A Hamburger Today
Trader Joe's Vintage Soda: Look Better Than They Taste
The Serious Eats office houses a few Trader Joe's detractors, but we're not ashamed to admit that we're huge TJ's fans. John loves the Thai and Indian heat-and-eat dishes for too-lazy-to-cook nights; Carey routinely buys them out of Greek yogurt and tuna "Penang" curry (yes, really). Its quirky charm may be all marketing, but it's pretty irresistible.
And as with many of their products, the design of these "Vintage" sodas—Cola, Root Beer, and Orange Cream—is attractive. Classic flavors, throwback looks, cane sugar to sweeten? It all sounded promising... but then we tasted them.
Their Vintage Cola, which they brand as having pure cane sugar, had almost no taste. Yes, it fizzed. Yes, it was sweet. Yes, it poured a rich dark brown. But it had no distinct flavor whatsoever, beyond a slight hint of caramel; we'd rather drink Coke or Pepsi, sweetened with sugar or with corn syrup, any day. The Trader Joe's version reminds you of an attractive human being with zero personality. It does all the right things, it sounds good on paper, and the packaging's nice—but get to know it and there's nothing there.

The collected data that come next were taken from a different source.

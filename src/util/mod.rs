//! Internal utility functions and helpers.
//!
//! This module contains small helper functions used throughout the crate.
//! It is an implementation detail and not part of the public API.

use std::ops::{Bound, Range, RangeBounds};

use bytes::{Bytes, BytesMut};

/// Joins a list of regions into a single contiguous `Bytes`.
///
/// A single region is returned as-is (shared, not copied); two or more are
/// copied once into a buffer of exactly `len` bytes.
pub(crate) fn coalesce(regions: &[Bytes], len: usize) -> Bytes {
    match regions {
        [] => Bytes::new(),
        [only] => only.clone(),
        _ => {
            let mut combined = BytesMut::with_capacity(len);
            for region in regions {
                combined.extend_from_slice(region);
            }
            combined.freeze()
        }
    }
}

/// Resolves `range` against a length of `len`, clamping both ends.
///
/// The result is always a valid (possibly empty) range inside `0..len`.
pub(crate) fn clamp_range(range: impl RangeBounds<usize>, len: usize) -> Range<usize> {
    let start = match range.start_bound() {
        Bound::Included(&n) => n,
        Bound::Excluded(&n) => n.saturating_add(1),
        Bound::Unbounded => 0,
    };
    let end = match range.end_bound() {
        Bound::Included(&n) => n.saturating_add(1),
        Bound::Excluded(&n) => n,
        Bound::Unbounded => len,
    };
    let end = end.min(len);
    start.min(end)..end
}
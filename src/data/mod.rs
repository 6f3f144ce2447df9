//! Dispatch data types.
//!
//! - [`DispatchData`] - Immutable, reference-counted list of byte regions
//! - [`Regions`] - Iterator over the regions of a `DispatchData`
//! - [`Iter`] - Byte iterator across all regions
//! - [`Cursor`] - [`bytes::Buf`] view that walks the regions in order

mod dispatch;
mod iter;

pub use dispatch::DispatchData;
pub use iter::{Cursor, Iter, Regions};
//! Кнопка лайка на странице поста.
//!
//! Состояния: `Idle` и `Pending`. Переход `Idle -> Pending` возможен только
//! при наличии сессии и если запрос ещё не идёт. После ответа кнопка снова
//! `Idle`: при успехе принимается то, что вернул сервер, при ошибке
//! прежнее значение не меняется.

use std::sync::{Arc, Mutex, MutexGuard, PoisonError};

use async_trait::async_trait;
use tracing::debug;

use crate::error::{ClientError, ClientResult};
use crate::models::LikeState;
use crate::session::AuthContext;

/// Операции лайка на сервере.
#[async_trait]
pub trait LikeService: Send + Sync {
    /// Ставит лайк.
    async fn like(&self, post_id: i64) -> ClientResult<LikeState>;
    /// Снимает лайк.
    async fn unlike(&self, post_id: i64) -> ClientResult<LikeState>;
    /// Текущее состояние.
    async fn like_status(&self, post_id: i64) -> ClientResult<LikeState>;
}

#[derive(Debug, Clone, Copy, PartialEq, Eq)]
/// Фаза кнопки.
pub enum LikePhase {
    /// Запросов нет.
    Idle,
    /// Запрос выполняется.
    Pending,
}

#[derive(Debug, Clone, Copy, PartialEq, Eq)]
/// Итог нажатия.
pub enum ToggleOutcome {
    /// Сервер подтвердил новое состояние.
    Settled(LikeState),
    /// Предыдущее нажатие ещё не обработано; нажатие проигнорировано.
    Busy,
}

#[derive(Debug)]
struct LikeSlot {
    current: LikeState,
    phase: LikePhase,
    error: Option<String>,
}

#[derive(Clone)]
/// Состояние кнопки лайка одного поста.
pub struct LikeToggle {
    post_id: i64,
    service: Arc<dyn LikeService>,
    session: AuthContext,
    slot: Arc<Mutex<LikeSlot>>,
}

impl std::fmt::Debug for LikeToggle {
    fn fmt(&self, f: &mut std::fmt::Formatter<'_>) -> std::fmt::Result {
        f.debug_struct("LikeToggle")
            .field("post_id", &self.post_id)
            .field("slot", &*self.lock())
            .finish()
    }
}

struct PendingGuard<'a> {
    slot: &'a Mutex<LikeSlot>,
}

impl Drop for PendingGuard<'_> {
    fn drop(&mut self) {
        self.slot
            .lock()
            .unwrap_or_else(PoisonError::into_inner)
            .phase = LikePhase::Idle;
    }
}

impl LikeToggle {
    /// Создаёт кнопку с начальным состоянием, полученным вместе с постом.
    pub fn new(
        post_id: i64,
        initial: LikeState,
        service: Arc<dyn LikeService>,
        session: AuthContext,
    ) -> Self {
        Self {
            post_id,
            service,
            session,
            slot: Arc::new(Mutex::new(LikeSlot {
                current: initial,
                phase: LikePhase::Idle,
                error: None,
            })),
        }
    }

    /// Текущее состояние лайка.
    pub fn state(&self) -> LikeState {
        self.lock().current
    }

    /// Текущая фаза кнопки.
    pub fn phase(&self) -> LikePhase {
        self.lock().phase
    }

    /// Сообщение о последней ошибке.
    pub fn error(&self) -> Option<String> {
        self.lock().error.clone()
    }

    /// Нажатие на кнопку: лайк, если его нет, иначе снятие лайка.
    ///
    /// Без сессии возвращает [`ClientError::NotAuthenticated`] и ничего не отправляет.
    pub async fn toggle(&self) -> ClientResult<ToggleOutcome> {
        if !self.session.is_authenticated() {
            return Err(ClientError::NotAuthenticated);
        }

        let liked = {
            let mut slot = self.lock();
            if slot.phase == LikePhase::Pending {
                return Ok(ToggleOutcome::Busy);
            }
            slot.phase = LikePhase::Pending;
            slot.current.liked
        };
        let _pending = PendingGuard { slot: &self.slot };

        debug!(post_id = self.post_id, like = !liked, "toggle like");
        let result = if liked {
            self.service.unlike(self.post_id).await
        } else {
            self.service.like(self.post_id).await
        };

        let mut slot = self.lock();
        match result {
            Ok(state) => {
                slot.current = state;
                slot.error = None;
                Ok(ToggleOutcome::Settled(state))
            }
            Err(err) => {
                slot.error = Some(err.to_string());
                Err(err)
            }
        }
    }

    /// Перечитывает состояние с сервера.
    pub async fn refresh(&self) -> ClientResult<LikeState> {
        let state = self.service.like_status(self.post_id).await?;
        let mut slot = self.lock();
        if slot.phase == LikePhase::Idle {
            slot.current = state;
        }
        Ok(state)
    }

    fn lock(&self) -> MutexGuard<'_, LikeSlot> {
        self.slot.lock().unwrap_or_else(PoisonError::into_inner)
    }
}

The root beer wasn't any better—sweet and fizzy, with no real herbal or spicy backup. It reminded us of root beer–flavored candy. Actually, if you like the idea of taking those Bottle Cap candies and turning them into sodas, you'll like the Orange Cream, too. If that's what they were going for, they hit it dead on. But the sweetness is overwhelming, with zero acidity to balance it out. If you're using cane sugar in your sodas, fine, but they shouldn't taste like sugar and just about nothing else.
Sorry, Trader Joe's, but these sodas had no character. It reminds us that, whatever the hype of Mexican Coke and "throwback" sodas these days, just having cane sugar isn't enough to make a great beverage. If you stop there, it's just colored sugar water.
About the authors: Carey Jones is the senior managing editor of Serious Eats. Follow her on Twitter (@careyjones). John M. Edwards writes about soda, occasionally fast food, and eats 85% of the food Carey orders. Follow him on Twitter (@johnmedwards).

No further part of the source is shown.